President Trump once again made headlines following Saturday’s commencement at Liberty University, a private, evangelical Christian university located in Virginia. Returning to Lynchburg, an area that handedly supported him in the general election, President Trump delivered his first commencement speech as sitting president. The commencement speech, which focused heavily on religious liberty, came just days after he signed an executive order aimed at allowing religious organizations to become more politically active. His executive order, however, was a disappointment to many religious freedom leaders, as it is not expected to greatly change the status quo. Even the American Civil Liberties Union, which has staunchly opposed many of the President’s executive orders, said that it was not planning to file a lawsuit with Anthony Romero, Executive Director of the ACLU, calling it “an elaborate photo-op with no discernible policy outcome.”
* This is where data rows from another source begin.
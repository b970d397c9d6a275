//! Pseudo-legal move dispatch.
//!
//! Single entry point mapping a piece class to its generator. Pseudo-legal
//! means geometrically valid for the piece (blocking and capture rules
//! respected) but not yet filtered for check-safety; that filtering is
//! `Board::get_legal_moves`.

use crate::game_state::board::Board;
use crate::game_state::chess_types::{PieceClass, Square};
use crate::movegen::bishop_moves::bishop_moves;
use crate::movegen::king_moves::king_moves;
use crate::movegen::knight_moves::knight_moves;
use crate::movegen::pawn_moves::pawn_moves;
use crate::movegen::queen_moves::queen_moves;
use crate::movegen::rook_moves::rook_moves;

/// Pseudo-legal destinations of the piece on `sq` (empty when the square is
/// vacant). Castling candidates are included for kings.
pub fn pseudo_legal_moves(board: &Board, sq: Square) -> Vec<Square> {
    let piece = match board.piece_at(sq) {
        Some(p) => p,
        None => return Vec::new(),
    };
    match piece.class {
        PieceClass::Pawn => pawn_moves(board, sq),
        PieceClass::Rook => rook_moves(board, sq, piece.team),
        PieceClass::Knight => knight_moves(board, sq, piece.team),
        PieceClass::Bishop => bishop_moves(board, sq, piece.team),
        PieceClass::Queen => queen_moves(board, sq, piece.team),
        PieceClass::King => king_moves(board, sq, piece.team, true),
    }
}
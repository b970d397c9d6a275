//! Square and move conversions for algebraic coordinates.
//!
//! Converts between human-readable coordinates (e.g., `e4`) and the linear
//! square index, and splits 4-character move strings (`"e2e4"`) into source
//! and destination squares. These are the only notation forms the engine
//! speaks; anything else is rejected with an invalid-position error.

use crate::chess_errors::ChessErrors;
use crate::game_state::chess_types::{Square, BOARD_SQUARES};

/// Convert algebraic notation (for example: "e4") to a square index.
#[inline]
pub fn algebraic_to_square(square: &str) -> Result<Square, ChessErrors> {
    let bytes = square.as_bytes();
    if bytes.len() != 2 {
        return Err(ChessErrors::InvalidNotationString(square.to_string()));
    }

    let file = bytes[0];
    let rank = bytes[1];

    if !(b'a'..=b'h').contains(&file) {
        return Err(ChessErrors::InvalidNotationChar(file as char));
    }
    if !(b'1'..=b'8').contains(&rank) {
        return Err(ChessErrors::InvalidNotationChar(rank as char));
    }

    let file_index = file - b'a';
    let rank_index = rank - b'1';
    Ok(rank_index * 8 + file_index)
}

/// Convert a square index (`0..64`) to algebraic notation (for example: "e4").
#[inline]
pub fn square_to_algebraic(square: Square) -> Result<String, ChessErrors> {
    if usize::from(square) >= BOARD_SQUARES {
        return Err(ChessErrors::InvalidSquareIndex(usize::from(square)));
    }

    let file_char = char::from(b'a' + square % 8);
    let rank_char = char::from(b'1' + square / 8);
    Ok(format!("{file_char}{rank_char}"))
}

/// Split a 4-character move string (`"e2e4"`) into (source, destination).
pub fn notation_to_squares(text: &str) -> Result<(Square, Square), ChessErrors> {
    if text.len() != 4 || !text.is_ascii() {
        return Err(ChessErrors::InvalidNotationString(text.to_string()));
    }
    let src = algebraic_to_square(&text[..2])?;
    let dst = algebraic_to_square(&text[2..])?;
    Ok((src, dst))
}

/// Render a (source, destination) pair as a 4-character move string.
pub fn squares_to_notation(src: Square, dst: Square) -> Result<String, ChessErrors> {
    Ok(format!(
        "{}{}",
        square_to_algebraic(src)?,
        square_to_algebraic(dst)?
    ))
}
In his speech, Trump compared his “outsider” status in Washington to that of the graduates in attendance, calling on them to embrace the label in a nation that, while still predominantly comprised of self-identified Christians, has experienced an increase in those identifying with no religious affiliation. President Trump’s most controversial statement, however, was his bold declaration, “In America, we don’t worship government; we worship God.” He quickly was under fire for his statement with the ACLU quipping, “Actually, in America, we don’t have to worship God if we don’t want to,” referencing the First Amendment, which prohibits the establishment of a state-sponsored religion and guarantees the right to free practice of religion. With evangelicals, a substantial voting bloc, overwhelmingly supporting Trump in the general election, President Trump has tried to champion social conservatism and evangelical values in his presidency.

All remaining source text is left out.